- Source data
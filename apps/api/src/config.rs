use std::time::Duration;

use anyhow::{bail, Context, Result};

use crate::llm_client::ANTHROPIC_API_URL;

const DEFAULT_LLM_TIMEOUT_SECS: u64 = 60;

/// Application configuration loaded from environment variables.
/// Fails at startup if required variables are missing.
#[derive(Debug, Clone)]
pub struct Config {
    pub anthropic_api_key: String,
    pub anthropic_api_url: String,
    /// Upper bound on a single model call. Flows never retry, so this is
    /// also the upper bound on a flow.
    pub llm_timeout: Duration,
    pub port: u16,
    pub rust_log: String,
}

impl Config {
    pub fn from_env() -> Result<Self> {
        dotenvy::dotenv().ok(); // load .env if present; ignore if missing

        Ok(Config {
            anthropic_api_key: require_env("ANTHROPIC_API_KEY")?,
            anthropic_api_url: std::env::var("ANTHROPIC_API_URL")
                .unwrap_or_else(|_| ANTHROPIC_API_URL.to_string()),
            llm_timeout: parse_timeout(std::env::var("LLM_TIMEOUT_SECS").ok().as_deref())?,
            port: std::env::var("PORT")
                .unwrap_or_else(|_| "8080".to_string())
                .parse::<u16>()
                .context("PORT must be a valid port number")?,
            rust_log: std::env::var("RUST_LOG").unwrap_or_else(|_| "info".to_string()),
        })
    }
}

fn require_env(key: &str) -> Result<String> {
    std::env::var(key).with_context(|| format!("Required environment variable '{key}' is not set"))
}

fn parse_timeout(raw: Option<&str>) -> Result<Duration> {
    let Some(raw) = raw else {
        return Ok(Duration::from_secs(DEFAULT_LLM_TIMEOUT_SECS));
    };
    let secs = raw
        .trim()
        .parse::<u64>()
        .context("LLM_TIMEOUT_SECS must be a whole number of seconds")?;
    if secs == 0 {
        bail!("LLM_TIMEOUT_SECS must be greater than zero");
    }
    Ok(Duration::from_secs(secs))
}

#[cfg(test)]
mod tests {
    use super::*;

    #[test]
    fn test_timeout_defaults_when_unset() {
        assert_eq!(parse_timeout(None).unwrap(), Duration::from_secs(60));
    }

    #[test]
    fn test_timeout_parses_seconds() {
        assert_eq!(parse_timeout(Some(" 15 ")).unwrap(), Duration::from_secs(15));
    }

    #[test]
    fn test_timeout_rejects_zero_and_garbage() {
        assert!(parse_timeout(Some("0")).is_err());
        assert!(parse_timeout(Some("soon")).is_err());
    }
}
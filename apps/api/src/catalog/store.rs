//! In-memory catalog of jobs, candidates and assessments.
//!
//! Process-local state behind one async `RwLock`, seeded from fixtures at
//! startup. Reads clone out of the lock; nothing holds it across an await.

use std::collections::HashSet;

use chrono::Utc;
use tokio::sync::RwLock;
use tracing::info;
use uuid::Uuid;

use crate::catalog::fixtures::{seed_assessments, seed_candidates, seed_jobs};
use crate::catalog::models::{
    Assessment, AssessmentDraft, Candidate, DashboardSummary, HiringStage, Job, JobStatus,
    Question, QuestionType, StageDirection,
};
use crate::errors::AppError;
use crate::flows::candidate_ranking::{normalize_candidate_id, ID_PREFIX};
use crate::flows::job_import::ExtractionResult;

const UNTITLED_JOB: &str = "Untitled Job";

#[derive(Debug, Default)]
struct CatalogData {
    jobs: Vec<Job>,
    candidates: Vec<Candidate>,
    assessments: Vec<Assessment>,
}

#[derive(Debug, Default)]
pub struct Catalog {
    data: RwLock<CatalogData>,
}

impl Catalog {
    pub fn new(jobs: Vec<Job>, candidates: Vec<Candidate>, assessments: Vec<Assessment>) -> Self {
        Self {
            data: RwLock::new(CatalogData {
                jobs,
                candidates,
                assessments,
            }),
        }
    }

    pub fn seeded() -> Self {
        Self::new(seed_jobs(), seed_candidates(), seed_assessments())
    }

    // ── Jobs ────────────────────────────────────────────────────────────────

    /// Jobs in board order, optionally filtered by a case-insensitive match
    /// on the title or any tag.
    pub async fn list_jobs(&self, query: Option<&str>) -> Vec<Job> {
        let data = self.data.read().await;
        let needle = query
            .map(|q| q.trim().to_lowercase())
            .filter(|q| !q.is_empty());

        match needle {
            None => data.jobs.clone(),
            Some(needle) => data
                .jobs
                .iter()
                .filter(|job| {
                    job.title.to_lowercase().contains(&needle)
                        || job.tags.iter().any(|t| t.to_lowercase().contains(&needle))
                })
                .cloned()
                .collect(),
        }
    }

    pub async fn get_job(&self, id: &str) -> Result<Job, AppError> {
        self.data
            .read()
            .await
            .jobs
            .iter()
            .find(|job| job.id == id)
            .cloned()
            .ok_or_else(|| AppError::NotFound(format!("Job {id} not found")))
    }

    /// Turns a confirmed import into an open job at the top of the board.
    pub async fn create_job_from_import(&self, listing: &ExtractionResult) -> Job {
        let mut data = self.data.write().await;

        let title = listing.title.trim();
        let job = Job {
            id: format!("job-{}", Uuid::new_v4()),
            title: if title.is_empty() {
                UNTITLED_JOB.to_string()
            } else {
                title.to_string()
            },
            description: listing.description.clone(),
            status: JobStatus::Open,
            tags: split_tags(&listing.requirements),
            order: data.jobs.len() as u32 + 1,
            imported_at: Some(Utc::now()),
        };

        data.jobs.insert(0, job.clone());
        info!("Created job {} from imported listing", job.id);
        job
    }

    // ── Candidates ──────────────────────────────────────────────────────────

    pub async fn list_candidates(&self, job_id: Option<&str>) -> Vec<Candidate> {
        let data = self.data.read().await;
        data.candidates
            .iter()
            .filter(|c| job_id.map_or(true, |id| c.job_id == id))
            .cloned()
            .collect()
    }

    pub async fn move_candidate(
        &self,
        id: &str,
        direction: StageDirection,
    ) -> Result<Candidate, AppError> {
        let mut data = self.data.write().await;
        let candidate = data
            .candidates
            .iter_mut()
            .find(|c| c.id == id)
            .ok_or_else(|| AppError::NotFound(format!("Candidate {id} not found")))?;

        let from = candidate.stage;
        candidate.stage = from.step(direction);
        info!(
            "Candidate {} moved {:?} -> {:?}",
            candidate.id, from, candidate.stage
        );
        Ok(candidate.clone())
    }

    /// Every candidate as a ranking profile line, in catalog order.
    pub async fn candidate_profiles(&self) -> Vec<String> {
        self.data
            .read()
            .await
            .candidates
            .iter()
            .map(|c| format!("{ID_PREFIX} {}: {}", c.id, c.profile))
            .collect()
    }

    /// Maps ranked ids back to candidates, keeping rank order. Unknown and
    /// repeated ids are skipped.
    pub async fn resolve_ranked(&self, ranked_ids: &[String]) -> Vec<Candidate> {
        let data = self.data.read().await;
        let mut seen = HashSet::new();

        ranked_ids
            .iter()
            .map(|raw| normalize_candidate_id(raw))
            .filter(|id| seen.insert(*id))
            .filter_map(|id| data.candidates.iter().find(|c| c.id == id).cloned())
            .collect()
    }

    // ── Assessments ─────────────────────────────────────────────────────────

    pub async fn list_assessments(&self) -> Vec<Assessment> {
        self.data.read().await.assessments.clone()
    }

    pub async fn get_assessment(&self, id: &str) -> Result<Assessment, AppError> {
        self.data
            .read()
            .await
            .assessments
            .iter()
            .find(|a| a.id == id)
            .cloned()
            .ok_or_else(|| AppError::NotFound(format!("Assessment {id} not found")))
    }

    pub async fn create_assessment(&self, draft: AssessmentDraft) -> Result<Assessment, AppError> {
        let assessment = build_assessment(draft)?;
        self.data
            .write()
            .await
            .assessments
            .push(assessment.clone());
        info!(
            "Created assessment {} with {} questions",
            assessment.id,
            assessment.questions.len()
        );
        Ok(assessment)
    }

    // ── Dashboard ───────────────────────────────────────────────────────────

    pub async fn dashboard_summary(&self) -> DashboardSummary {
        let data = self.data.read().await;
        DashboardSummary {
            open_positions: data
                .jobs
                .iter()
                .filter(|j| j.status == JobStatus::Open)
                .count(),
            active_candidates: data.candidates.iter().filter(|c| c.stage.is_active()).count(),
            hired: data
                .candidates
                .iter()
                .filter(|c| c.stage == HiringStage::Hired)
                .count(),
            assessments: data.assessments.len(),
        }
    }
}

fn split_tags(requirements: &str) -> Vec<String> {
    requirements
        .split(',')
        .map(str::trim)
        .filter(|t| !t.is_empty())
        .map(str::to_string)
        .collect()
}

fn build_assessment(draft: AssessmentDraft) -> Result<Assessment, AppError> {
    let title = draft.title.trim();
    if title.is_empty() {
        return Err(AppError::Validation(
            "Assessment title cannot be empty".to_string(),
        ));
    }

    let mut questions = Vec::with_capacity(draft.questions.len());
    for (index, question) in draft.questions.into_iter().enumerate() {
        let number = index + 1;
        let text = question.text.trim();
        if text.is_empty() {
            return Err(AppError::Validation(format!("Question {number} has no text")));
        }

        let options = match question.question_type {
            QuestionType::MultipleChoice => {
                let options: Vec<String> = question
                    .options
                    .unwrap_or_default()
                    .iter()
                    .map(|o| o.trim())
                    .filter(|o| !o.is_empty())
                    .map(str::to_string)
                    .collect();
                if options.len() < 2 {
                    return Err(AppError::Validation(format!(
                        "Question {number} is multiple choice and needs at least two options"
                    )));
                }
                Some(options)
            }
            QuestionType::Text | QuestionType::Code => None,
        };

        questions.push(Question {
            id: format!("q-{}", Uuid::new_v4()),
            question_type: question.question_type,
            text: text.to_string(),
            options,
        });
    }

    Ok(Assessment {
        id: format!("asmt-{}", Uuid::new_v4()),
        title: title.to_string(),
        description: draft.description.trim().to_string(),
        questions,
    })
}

---

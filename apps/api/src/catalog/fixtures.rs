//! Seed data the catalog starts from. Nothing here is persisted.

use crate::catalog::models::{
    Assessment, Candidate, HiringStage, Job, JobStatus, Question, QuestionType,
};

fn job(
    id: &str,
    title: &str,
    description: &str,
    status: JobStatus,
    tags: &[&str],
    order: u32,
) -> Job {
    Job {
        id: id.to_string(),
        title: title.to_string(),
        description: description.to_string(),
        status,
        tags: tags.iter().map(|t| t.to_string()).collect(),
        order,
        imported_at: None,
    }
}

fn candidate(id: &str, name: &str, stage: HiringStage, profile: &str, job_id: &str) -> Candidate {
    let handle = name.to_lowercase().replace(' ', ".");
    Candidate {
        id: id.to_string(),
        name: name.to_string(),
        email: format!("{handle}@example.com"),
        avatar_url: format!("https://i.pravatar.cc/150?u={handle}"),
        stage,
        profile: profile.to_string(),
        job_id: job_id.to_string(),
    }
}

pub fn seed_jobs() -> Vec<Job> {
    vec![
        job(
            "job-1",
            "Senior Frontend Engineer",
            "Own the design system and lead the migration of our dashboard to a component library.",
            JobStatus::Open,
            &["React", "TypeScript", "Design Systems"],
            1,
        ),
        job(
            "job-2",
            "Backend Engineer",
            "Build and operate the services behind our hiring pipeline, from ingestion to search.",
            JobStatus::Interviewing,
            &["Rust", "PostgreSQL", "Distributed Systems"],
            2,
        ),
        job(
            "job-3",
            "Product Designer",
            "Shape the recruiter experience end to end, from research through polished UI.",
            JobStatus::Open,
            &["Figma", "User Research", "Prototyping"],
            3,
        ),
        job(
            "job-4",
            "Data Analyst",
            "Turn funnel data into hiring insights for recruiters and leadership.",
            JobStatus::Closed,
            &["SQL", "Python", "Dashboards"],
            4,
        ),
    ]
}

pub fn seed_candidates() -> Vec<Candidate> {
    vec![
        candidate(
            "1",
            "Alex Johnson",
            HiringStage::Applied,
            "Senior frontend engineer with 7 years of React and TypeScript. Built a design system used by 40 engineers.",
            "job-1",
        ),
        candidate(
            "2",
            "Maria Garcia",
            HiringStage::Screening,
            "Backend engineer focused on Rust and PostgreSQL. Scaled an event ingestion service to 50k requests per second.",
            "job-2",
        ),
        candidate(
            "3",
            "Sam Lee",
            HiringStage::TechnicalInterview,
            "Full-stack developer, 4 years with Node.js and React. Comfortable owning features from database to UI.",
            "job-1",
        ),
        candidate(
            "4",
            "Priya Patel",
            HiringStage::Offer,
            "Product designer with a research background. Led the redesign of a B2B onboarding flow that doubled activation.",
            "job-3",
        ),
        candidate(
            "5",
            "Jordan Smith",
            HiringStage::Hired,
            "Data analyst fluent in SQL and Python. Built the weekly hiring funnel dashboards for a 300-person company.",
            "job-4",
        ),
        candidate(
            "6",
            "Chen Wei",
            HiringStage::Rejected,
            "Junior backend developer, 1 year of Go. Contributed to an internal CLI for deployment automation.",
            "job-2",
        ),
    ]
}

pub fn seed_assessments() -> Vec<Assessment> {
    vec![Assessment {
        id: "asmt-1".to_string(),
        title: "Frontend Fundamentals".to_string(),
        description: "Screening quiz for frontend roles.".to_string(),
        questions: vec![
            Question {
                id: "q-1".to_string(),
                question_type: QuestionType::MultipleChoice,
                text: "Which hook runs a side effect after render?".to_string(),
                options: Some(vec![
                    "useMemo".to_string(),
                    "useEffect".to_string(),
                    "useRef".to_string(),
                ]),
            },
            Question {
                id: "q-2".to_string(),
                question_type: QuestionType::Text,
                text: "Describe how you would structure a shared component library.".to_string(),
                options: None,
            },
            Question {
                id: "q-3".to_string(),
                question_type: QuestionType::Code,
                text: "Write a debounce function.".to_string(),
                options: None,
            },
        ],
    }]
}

- Goal of the exercise
Determine how many lines of the material hold the string "DashboardSummary", and state that number by itself.

- Result of the task
3